Laporan gagal panen akibar musibah alam, gagal panen akibat cuaca yang berubah ubah, gagal panen akibat hujan dengan Tingkat keasaman yang cukup tinggi telah dilaporkan dimana mana oleh para ahli (whoi.edu).

Bukannya pengaruh karbon dioksida di atmosfir kita mulai menakutkan bagi kita saat ini dan generasi yang akan datang?

Ketika isu "Carbon Capture"dilontarkan maka harusnya juga dibicarakan "Carbon Storage" dan "Carbon Utilization". Jadi isu ini menjadi satu paket yang tidak terpisahkan satu sama lain dari sudut pandang teknis dan dalam payung perubahan iklim (climate change) dan topik ini belum secara langsung menyentuh  isu "carbon footprint dan carbon trading" sebagai kebijakan ekonomi politik serta global trading di era saat ini dan yang akan datang. 

Mungkin terkadang sudut pandang Carbon Capture dianggap hanya sebagai proses mitigasi semata untuk mengurangi emisi karbon sebagai salah satu senyawa gas dari gas-gas rumah kaca (GHGs) yang mengakibatkan pemanasan global (global warming) yang dipertahankan tidak melebihi 1,50C.

Namun isu ini tidak selamanya menjadi menakutkan para ekonom dan politikus jika bersentuhan dengan tatanan global menyangkut pertumbuhan ekonomi suatu negara. 

Secara nasional kompleksitas isu ini harus diselesaikan bersama sama oleh pemerintah terutama kementrian teknis dan seluruh komponen masyarakat luas sebagai tindakan mitgasi bersama demi tujuan kemanfaatan emisi karbon dioksida sebagai sumber energy dan juga sumber daya ekonomi lain termasuk pertumbuhan ekonomi dan lapangan kerja baru.

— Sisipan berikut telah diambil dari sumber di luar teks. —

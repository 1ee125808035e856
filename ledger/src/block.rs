//! Block summaries returned by the ledger source.

use serde::{Deserialize, Serialize};

use pulse_types::{BlockHash, Timestamp, TxHash};

/// A block with its regular and stake transaction id lists.
#[derive(Clone, Debug, Default, PartialEq, Serialize, Deserialize)]
pub struct BlockInfo {
    pub height: i64,
    pub hash: BlockHash,
    #[serde(default)]
    pub time: Timestamp,
    #[serde(default, rename = "tx")]
    pub regular_tx_ids: Vec<TxHash>,
    #[serde(default, rename = "stx")]
    pub stake_tx_ids: Vec<TxHash>,
}

impl BlockInfo {
    /// Regular transactions followed by stake transactions.
    pub fn all_tx_ids(&self) -> impl Iterator<Item = &TxHash> {
        self.regular_tx_ids.iter().chain(self.stake_tx_ids.iter())
    }
}

#[cfg(test)]
mod tests {
    use super::*;

    #[test]
    fn deserializes_node_block_and_chains_ids() {
        let json = r#"{
            "hash": "000000000000000011b1e0f2e3b6e5d3c5b5a3a2f2e1d1c1b1a19181716151ab",
            "height": 560000,
            "time": 1623456789,
            "tx": ["1111111111111111111111111111111111111111111111111111111111111111"],
            "stx": ["2222222222222222222222222222222222222222222222222222222222222222"]
        }"#;
        let block: BlockInfo = serde_json::from_str(json).unwrap();
        assert_eq!(block.height, 560_000);
        assert_eq!(block.time.as_secs(), 1_623_456_789);
        let ids: Vec<_> = block.all_tx_ids().collect();
        assert_eq!(ids.len(), 2);
        assert_eq!(ids[1], &block.stake_tx_ids[0]);
    }
}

Carbon capture (penangkapan karbon) dan Carbon storage (penyimpanan karbon) adalah suatu proses dimana aliran karbon dioksida (CO2) dari aktivitas produksi dipisahkan dari gas buang lainnya, diproses dengan teknologi yang ada saat ini dan dipindahkan atau ditransport ke suatu lokasi yang dapat tersimpan bisa di dalam tanah dengan stuktur geologi tertentu, dan juga di dalam tengki bertekanan dan dalam jangka waktu tertentu untuk tujuan pemanfaatan (Carbon Utilization).

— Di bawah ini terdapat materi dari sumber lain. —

//! Voting windows and the statistics derived from a vote count.

use serde::{Deserialize, Serialize};

use pulse_types::TreasuryParams;

/// Quorum is one fifth of the eligible votes.
const QUORUM_DIVISOR: u64 = 5;

/// Inclusive block range a tally covers.
#[derive(Clone, Copy, Debug, PartialEq, Eq, Serialize, Deserialize)]
pub struct VotingWindow {
    pub start: i64,
    pub end: i64,
    /// Whether voting on the spend has ended.
    pub complete: bool,
}

impl VotingWindow {
    /// Window of a spend mined at `block_height`: the voting interval before
    /// it, never reaching below the activation height.
    pub fn confirmed(block_height: i64, params: &TreasuryParams) -> Self {
        Self {
            start: params.clamp_start(block_height - params.voting_interval),
            end: block_height,
            complete: true,
        }
        .bounded(params.max_scan_span)
    }

    /// Window of a spend still in the mempool: from one voting interval
    /// before the tip up to the spend's expiry.
    pub fn mempool(tip: i64, expiry: i64, params: &TreasuryParams) -> Self {
        Self {
            start: (tip - params.voting_interval).max(0),
            end: expiry,
            complete: false,
        }
        .bounded(params.max_scan_span)
    }

    /// Keep the most recent `max_span` blocks of a wider window.
    pub fn bounded(self, max_span: i64) -> Self {
        if self.end - self.start > max_span {
            Self {
                start: self.end - max_span,
                ..self
            }
        } else {
            self
        }
    }

    /// Number of heights in the window; zero when `end < start`.
    pub fn blocks(&self) -> i64 {
        (self.end - self.start + 1).max(0)
    }

    pub fn heights(&self) -> std::ops::RangeInclusive<i64> {
        self.start..=self.end
    }
}

/// Derived vote statistics.
#[derive(Clone, Copy, Debug, PartialEq)]
pub struct TallyStats {
    pub votes_cast: u64,
    pub eligible_votes: u64,
    pub quorum_required: u64,
    pub quorum_achieved: bool,
    pub approval_rate: f64,
    pub turnout_rate: f64,
}

impl TallyStats {
    pub fn compute(yes: u64, no: u64, window: &VotingWindow, votes_per_block: u64) -> Self {
        let votes_cast = yes + no;
        let eligible_votes = window.blocks() as u64 * votes_per_block;
        let quorum_required = eligible_votes / QUORUM_DIVISOR;

        Self {
            votes_cast,
            eligible_votes,
            quorum_required,
            quorum_achieved: votes_cast >= quorum_required,
            approval_rate: percent(yes, votes_cast),
            turnout_rate: percent(votes_cast, eligible_votes),
        }
    }
}

fn percent(part: u64, whole: u64) -> f64 {
    if whole == 0 {
        0.0
    } else {
        part as f64 / whole as f64 * 100.0
    }
}

#[cfg(test)]
mod tests {
    use super::*;

    #[test]
    fn confirmed_window_spans_voting_interval() {
        let window = VotingWindow::confirmed(560_000, &TreasuryParams::default());
        assert_eq!(window.start, 557_120);
        assert_eq!(window.end, 560_000);
        assert_eq!(window.blocks(), 2881);
        assert!(window.complete);
    }

    #[test]
    fn confirmed_window_clamps_to_activation() {
        let window = VotingWindow::confirmed(553_000, &TreasuryParams::default());
        assert_eq!(window.start, 552_448);
        assert_eq!(window.blocks(), 553);
    }

    #[test]
    fn mempool_window_runs_to_expiry() {
        let window = VotingWindow::mempool(600_000, 600_100, &TreasuryParams::default());
        // 600_100 - 597_120 = 2980, inside the span.
        assert_eq!(window.start, 597_120);
        assert_eq!(window.end, 600_100);
        assert!(!window.complete);
    }

    #[test]
    fn wide_mempool_window_keeps_recent_blocks() {
        let window = VotingWindow::mempool(600_000, 600_500, &TreasuryParams::default());
        assert_eq!(window.start, 597_500);
        assert_eq!(window.end - window.start, 3000);
    }

    #[test]
    fn mempool_window_floor_is_zero() {
        let window = VotingWindow::mempool(100, 200, &TreasuryParams::default());
        assert_eq!(window.start, 0);
    }

    #[test]
    fn inverted_window_is_empty() {
        let window = VotingWindow {
            start: 10,
            end: 5,
            complete: false,
        };
        assert_eq!(window.blocks(), 0);
        assert_eq!(window.heights().count(), 0);
    }

    #[test]
    fn stats_for_a_full_window() {
        let window = VotingWindow::confirmed(560_000, &TreasuryParams::default());
        let stats = TallyStats::compute(1000, 500, &window, 5);
        assert_eq!(stats.votes_cast, 1500);
        assert_eq!(stats.eligible_votes, 14_405);
        assert_eq!(stats.quorum_required, 2881);
        assert!(!stats.quorum_achieved);
        assert!((stats.approval_rate - 66.666_666).abs() < 1e-3);
        assert!((stats.turnout_rate - 10.413_050).abs() < 1e-3);
    }

    #[test]
    fn stats_without_votes_are_zero() {
        let window = VotingWindow::confirmed(560_000, &TreasuryParams::default());
        let stats = TallyStats::compute(0, 0, &window, 5);
        assert_eq!(stats.approval_rate, 0.0);
        assert_eq!(stats.turnout_rate, 0.0);
        assert!(!stats.quorum_achieved);
    }

    #[test]
    fn quorum_is_inclusive() {
        let window = VotingWindow {
            start: 1,
            end: 10,
            complete: true,
        };
        // 50 eligible, 10 required.
        assert!(TallyStats::compute(6, 4, &window, 5).quorum_achieved);
        assert!(!TallyStats::compute(6, 3, &window, 5).quorum_achieved);
    }
}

Masyarakat dunia menyadari bahwa fosil fuel (batu bara, minyak dan gas) adalah sumber energy yang dapat habis dan tidak bisa diperbaharui. Pengunaannya sebagai energi saat ini adalah merupakan beban fiskal bagi setiap negara pengimpor fosil fuel dan bukan hanya itu saja, akan juga menjadi komoditi ekonomi dan politik dunia. 

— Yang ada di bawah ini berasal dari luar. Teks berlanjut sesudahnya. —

//! The treasury service: one object owning every piece of shared state.

use std::sync::Arc;

use tracing::{info, warn};

use pulse_ledger::LedgerSource;
use pulse_types::{
    Amount, ScanProgress, SpendHistoryRecord, SpendRecord, Timestamp, TreasuryInfo,
    TreasuryParams, TxHash, VoteTallyProgress, VotingTally,
};

use crate::mempool::probe_mempool;
use crate::tally::{TallyRequest, VoteCount};
use crate::{
    HistoricalScanner, ShutdownController, TallyEngine, TreasuryConfig, TreasuryError,
    TreasuryMetrics,
};

/// Treasury spend discovery and vote tallying against one ledger source.
///
/// Every operation is safe to call concurrently. Background work is spawned
/// onto the ambient Tokio runtime and stopped by [`shutdown`](Self::shutdown).
pub struct TreasuryService {
    source: Option<Arc<dyn LedgerSource>>,
    scanner: HistoricalScanner,
    engine: TallyEngine,
    metrics: Arc<TreasuryMetrics>,
    shutdown: ShutdownController,
}

impl TreasuryService {
    /// `source` is `None` when no ledger client is configured; every
    /// operation that needs the ledger then fails with
    /// [`TreasuryError::SourceUnavailable`].
    pub fn new(
        source: Option<Arc<dyn LedgerSource>>,
        params: TreasuryParams,
        tally_cache_capacity: usize,
    ) -> Self {
        let metrics = Arc::new(TreasuryMetrics::new());
        Self {
            source,
            scanner: HistoricalScanner::new(params.clone(), Arc::clone(&metrics)),
            engine: TallyEngine::new(params, tally_cache_capacity, Arc::clone(&metrics)),
            metrics,
            shutdown: ShutdownController::new(),
        }
    }

    pub fn from_config(source: Option<Arc<dyn LedgerSource>>, config: &TreasuryConfig) -> Self {
        Self::new(source, config.params.clone(), config.tally_cache_capacity)
    }

    fn source(&self) -> Result<&Arc<dyn LedgerSource>, TreasuryError> {
        self.source.as_ref().ok_or(TreasuryError::SourceUnavailable)
    }

    // ── Historical scanner ──────────────────────────────────────────────

    /// Start a background scan from `start_height` to the chain tip.
    ///
    /// Fails with [`TreasuryError::ScanInProgress`] if a scan is running.
    pub fn trigger_historical_scan(&self, start_height: i64) -> Result<(), TreasuryError> {
        let source = Arc::clone(self.source()?);
        self.scanner
            .trigger(source, start_height, self.shutdown.subscribe())
    }

    /// Scan progress; spends found since the previous call are handed over once.
    pub fn scan_progress(&self) -> ScanProgress {
        self.scanner.progress()
    }

    pub fn scan_results(&self) -> Vec<SpendHistoryRecord> {
        self.scanner.results()
    }

    /// Wait for the running scan, if any, to finish.
    pub async fn wait_for_scan(&self) {
        self.scanner.wait().await;
    }

    // ── Mempool ─────────────────────────────────────────────────────────

    /// Treasury spends currently in the mempool.
    pub async fn probe_mempool(&self) -> Result<Vec<SpendRecord>, TreasuryError> {
        let source = self.source()?;
        Ok(probe_mempool(source.as_ref(), &self.metrics).await)
    }

    /// Treasury balance plus the spends currently up for vote.
    pub async fn fetch_treasury_info(&self) -> Result<TreasuryInfo, TreasuryError> {
        let source = self.source()?;
        let balance = match source.treasury_balance().await {
            Ok(balance) => balance,
            Err(e) => {
                self.metrics.fetch_failures.inc();
                warn!(error = %e, "failed to get treasury balance; reporting 0");
                Amount::ZERO
            }
        };
        let active_spends = probe_mempool(source.as_ref(), &self.metrics).await;
        info!(%balance, active = active_spends.len(), "treasury info refreshed");
        Ok(TreasuryInfo {
            balance,
            active_spends,
            last_update: Timestamp::now(),
        })
    }

    // ── Vote tallies ────────────────────────────────────────────────────

    /// Vote tally for the treasury spend `tx_hash`.
    ///
    /// For a confirmed spend (`in_mempool == false`) mined at `block_height`
    /// this returns immediately: the cached result, a snapshot of the running
    /// count, or a zero placeholder while a new count starts in the
    /// background. Poll [`tally_progress`](Self::tally_progress) and call
    /// again. A mempool spend expiring at `expiry` is counted before returning.
    pub async fn get_tally(
        &self,
        tx_hash: TxHash,
        block_height: i64,
        expiry: i64,
        in_mempool: bool,
    ) -> Result<VotingTally, TreasuryError> {
        let request = TallyRequest {
            tx_hash,
            block_height,
            expiry,
            in_mempool,
        };
        let shutdown = self.shutdown.subscribe();
        self.engine
            .get_tally(self.source.as_ref(), &request, &shutdown)
            .await
    }

    pub fn tally_progress(&self, tx_hash: &TxHash) -> Option<VoteTallyProgress> {
        self.engine.progress(tx_hash)
    }

    /// Count votes on `tx_hash` over `start..=end` without caching.
    ///
    /// Returns zero counts if the service shuts down mid-count.
    pub async fn count_votes_in_range(
        &self,
        tx_hash: &TxHash,
        start: i64,
        end: i64,
    ) -> Result<VoteCount, TreasuryError> {
        let source = self.source()?;
        let shutdown = self.shutdown.subscribe();
        Ok(self
            .engine
            .count_votes_in_range(source.as_ref(), tx_hash, start, end, &shutdown)
            .await
            .unwrap_or_default())
    }

    pub fn running_tally_jobs(&self) -> usize {
        self.engine.running_jobs()
    }

    pub fn cached_tallies(&self) -> usize {
        self.engine.cached_len()
    }

    // ── Lifecycle ───────────────────────────────────────────────────────

    pub fn metrics(&self) -> &TreasuryMetrics {
        &self.metrics
    }

    pub fn shutdown_controller(&self) -> &ShutdownController {
        &self.shutdown
    }

    /// Stop background scans and tallies at their next block boundary.
    /// A cancelled tally is not cached.
    pub fn shutdown(&self) {
        info!("treasury service shutting down");
        self.shutdown.shutdown();
    }
}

Sebahagian negara maju telah melangkah lebih jauh untuk memanfaatkan hasil samping energy fosil fuel berupa emisi CO2(g) sebagai energy baru dan juga untuk komiditi lainnya. 

Sejak tahun 1930an secara laboratorium dan implementasinya di era tahun 1970an carbon capture telah dilakukan. Selanjutnya mega projek dekarbonisasi (carbon capture, storage, and utilization) dilakukan sejak tahun 2000an di banyak negara maju yang enggan menandatangani perjanjian Paris, lalu pertanyaan selanjutnya bagaimana dengan Indonesia?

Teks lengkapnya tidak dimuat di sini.